Assistant U.S. Attorney Steve Ruby said prosecutors consider Ramey a co-conspirator with then-Sheriff Jerry Bowman and then-Clerk Donald Whitten.
“The defendant at least must have had an understanding that there was a problem with falsifying forms,” Ruby said.
Johnston agreed that Ramey’s stance was not credible.
“You should have known better, and you should have educated yourself on election law,” the judge told the 32-year-old Democrat.
Johnston also cited that as a county commissioner, Ramey’s duties included ensuring elections are conducted freely and fairly.
“You failed miserably in that task,” Johnston said.
The judge called Thursday’s sentence a message that election fraud in Lincoln County and southern West Virginia must end, adding that punishments will only grow harsher if it doesn’t.
Following the hearing, U.S. Attorney Booth Goodwin said the sentencing should wrap up the probe into the 2010 primary.
“I hope that this sent a message, a very simple message that you can’t steal election in the southern district of West Virginia, and if you try you’ll go to jail,” Goodwin said.
Several in the courtroom gasped when Johnston announced the prison term, but some others nodded their heads when he spoke of a need to deter the fraud that has poisoned elections in that region for decades.
The judge said that he received more than 30 letters on Ramey’s behalf — many of which, he noted, seemed to parrot the conspiracy argument raised at Thursday’s hearing — as well as several letters against him.
When he pleaded guilty in August, Ramey agreed to stay out of politics for 10 years as part of his deal with prosecutors.
Also that month, Johnston sentenced Bowman to a year and a day in prison for conspiracy and Whitten to 18 months for lying to an investigator about the fraud plot.
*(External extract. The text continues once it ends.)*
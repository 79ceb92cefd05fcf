pub mod allowance;
pub mod balances;
pub mod fees;
pub mod metadata;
Prosecutors believe both Bowman and Ramey feared close primary races. Unable to run for sheriff again this year because of term limits, Bowman was running for circuit clerk in 2010. Whitten was seeking four more years as clerk in the Democrat-dominated county. During Thursday’s hearing, Campbell cited a statement from Bowman that it was Whitten’s idea to employ absentee ballots.